The purpose of this study is to develop an intervention program for improvement of elementary science-poor students' Basic Science Process Skill (BSPS) and to validate the intervention program's effectiveness using eye-tracker. The participants of this study were 35 elementary science-poor students. This study's method was the analysis of real-time eye movements during basic science process skill problem solving. SMI's 120 Hz iView XTM RED was used to collect EMD (eye movement data). Experiment 3.4 and BeGaze 3.4 programs were used to design experiment and to analyze EMD. The results of this study are as follows.
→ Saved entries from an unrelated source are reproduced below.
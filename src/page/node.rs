use crate::primitives::bytes::{PageSink, PageSource};
use crate::types::{BucketNo, RecordKey, Result, TesseraError};

use super::key::{deserialize_key, serialize_key, PageKey};
use super::PageLayout;

const RECORD_ENTRY: u8 = 0;
const TOMBSTONE_ENTRY: u8 = 1;

/// An application record stored in a node page slot.
#[derive(Clone, Debug, PartialEq, Eq)]
pub struct Record {
    /// Key of the record; decides bucket and slot.
    pub key: RecordKey,
    /// Opaque record bytes.
    pub payload: Vec<u8>,
}

impl Record {
    /// Builds a record.
    pub fn new(key: u64, payload: impl Into<Vec<u8>>) -> Self {
        Self {
            key: RecordKey(key),
            payload: payload.into(),
        }
    }
}

/// Content of an occupied slot.
#[derive(Clone, Debug, PartialEq, Eq)]
pub enum SlotEntry {
    /// Live record.
    Record(Record),
    /// Removal marker; hides older versions of the slot.
    Tombstone(RecordKey),
}

impl SlotEntry {
    /// Key of the record this entry describes.
    pub fn key(&self) -> RecordKey {
        match self {
            SlotEntry::Record(record) => record.key,
            SlotEntry::Tombstone(key) => *key,
        }
    }

    /// The live record, or `None` for a tombstone.
    pub fn as_record(&self) -> Option<&Record> {
        match self {
            SlotEntry::Record(record) => Some(record),
            SlotEntry::Tombstone(_) => None,
        }
    }
}

/// Where a bucket version sits in its version chain.
///
/// `window` counts the deltas written since the last full dump of this
/// bucket; `0` means the page itself is a full dump.
#[derive(Clone, Debug, Default, PartialEq, Eq)]
pub struct VersionLinks {
    /// Key of the immediately preceding version of the bucket.
    pub previous: Option<PageKey>,
    /// Key of the full dump this delta is relative to.
    pub full_dump: Option<PageKey>,
    /// Versions since the last full dump.
    pub window: u32,
}

impl VersionLinks {
    /// True if the page carries every live slot of its bucket.
    pub fn is_full_dump(&self) -> bool {
        self.window == 0
    }
}

/// One version of a bucket of records.
#[derive(Clone, Debug, PartialEq, Eq)]
pub struct NodePage {
    number: BucketNo,
    links: VersionLinks,
    slots: Vec<Option<SlotEntry>>,
}

impl NodePage {
    /// Empty bucket version with `capacity` slots.
    pub fn new(number: BucketNo, capacity: usize) -> Self {
        Self {
            number,
            links: VersionLinks::default(),
            slots: vec![None; capacity],
        }
    }

    /// Bucket number.
    pub fn number(&self) -> BucketNo {
        self.number
    }

    /// Number of slots.
    pub fn capacity(&self) -> usize {
        self.slots.len()
    }

    /// Version chain position.
    pub fn links(&self) -> &VersionLinks {
        &self.links
    }

    pub(crate) fn set_links(&mut self, links: VersionLinks) {
        self.links = links;
    }

    /// Entry at `slot`, tombstones included.
    pub fn entry(&self, slot: usize) -> Option<&SlotEntry> {
        self.slots.get(slot).and_then(Option::as_ref)
    }

    /// Live record at `slot`.
    pub fn record(&self, slot: usize) -> Option<&Record> {
        self.entry(slot).and_then(SlotEntry::as_record)
    }

    /// Stores `entry` at `slot`; out-of-range slots are ignored.
    pub fn set_entry(&mut self, slot: usize, entry: Option<SlotEntry>) {
        if let Some(target) = self.slots.get_mut(slot) {
            *target = entry;
        }
    }

    /// Iterates over occupied slots as `(slot, entry)`.
    pub fn occupied(&self) -> impl Iterator<Item = (usize, &SlotEntry)> {
        self.slots
            .iter()
            .enumerate()
            .filter_map(|(i, e)| e.as_ref().map(|e| (i, e)))
    }

    /// Number of occupied slots.
    pub fn occupied_count(&self) -> usize {
        self.slots.iter().filter(|e| e.is_some()).count()
    }

    pub(crate) fn serialize_body(&self, sink: &mut PageSink) -> Result<()> {
        sink.put_i64(self.number.0 as i64);
        sink.put_i32(self.links.window as i32);
        serialize_key(sink, self.links.previous.as_ref());
        serialize_key(sink, self.links.full_dump.as_ref());
        sink.put_i32(self.occupied_count() as i32);
        for (slot, entry) in self.occupied() {
            sink.put_i32(slot as i32);
            match entry {
                SlotEntry::Record(record) => {
                    sink.put_u8(RECORD_ENTRY);
                    sink.put_i64(record.key.0 as i64);
                    sink.put_bytes(&record.payload)?;
                }
                SlotEntry::Tombstone(key) => {
                    sink.put_u8(TOMBSTONE_ENTRY);
                    sink.put_i64(key.0 as i64);
                }
            }
        }
        Ok(())
    }

    pub(crate) fn deserialize_body(layout: &PageLayout, source: &mut PageSource<'_>) -> Result<Self> {
        let number = BucketNo(source.get_i64()? as u64);
        let window = source.get_i32()?;
        if window < 0 {
            return Err(TesseraError::corruption(format!(
                "bucket {number} has negative version window {window}"
            )));
        }
        let links = VersionLinks {
            window: window as u32,
            previous: deserialize_key(source)?,
            full_dump: deserialize_key(source)?,
        };
        let mut page = NodePage::new(number, layout.bucket_capacity);
        page.links = links;
        let count = source.get_len()?;
        for _ in 0..count {
            let slot = source.get_len()?;
            if slot >= page.capacity() {
                return Err(TesseraError::corruption(format!(
                    "bucket {number} slot {slot} beyond capacity {}",
                    page.capacity()
                )));
            }
            let kind = source.get_u8()?;
            let key = RecordKey(source.get_i64()? as u64);
            let entry = match kind {
                RECORD_ENTRY => SlotEntry::Record(Record {
                    key,
                    payload: source.get_bytes()?,
                }),
                TOMBSTONE_ENTRY => SlotEntry::Tombstone(key),
                other => {
                    return Err(TesseraError::corruption(format!(
                        "bucket {number} slot {slot} has entry kind {other}"
                    )))
                }
            };
            page.slots[slot] = Some(entry);
        }
        Ok(page)
    }
}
First, we developed an intervention program including BSPS instructional strategy, behavior of teachers & student according instructional strategy stage, teachinglearning plan and learning note. Second, science poor students' BSPS ability has improved statistically significantly through the application of intervention program and BSPS problem-solving time decreased statistically significantly. Third, AFT (average fixation time) of BSPS Question and keyword area decreased statistically significantly. Fourth, APD (average pupil diameter) of BSPS problem-solving process expanded statistically significantly. Fifth, AST (average saccade time) of BSPS problem-solving process increased statistically significantly. Sixth, AFET (average fixation entry time) of BSPS problem-clue area was accelerated statistically significantly, AFT of BSPS problem-clue area reduced statistically significantly.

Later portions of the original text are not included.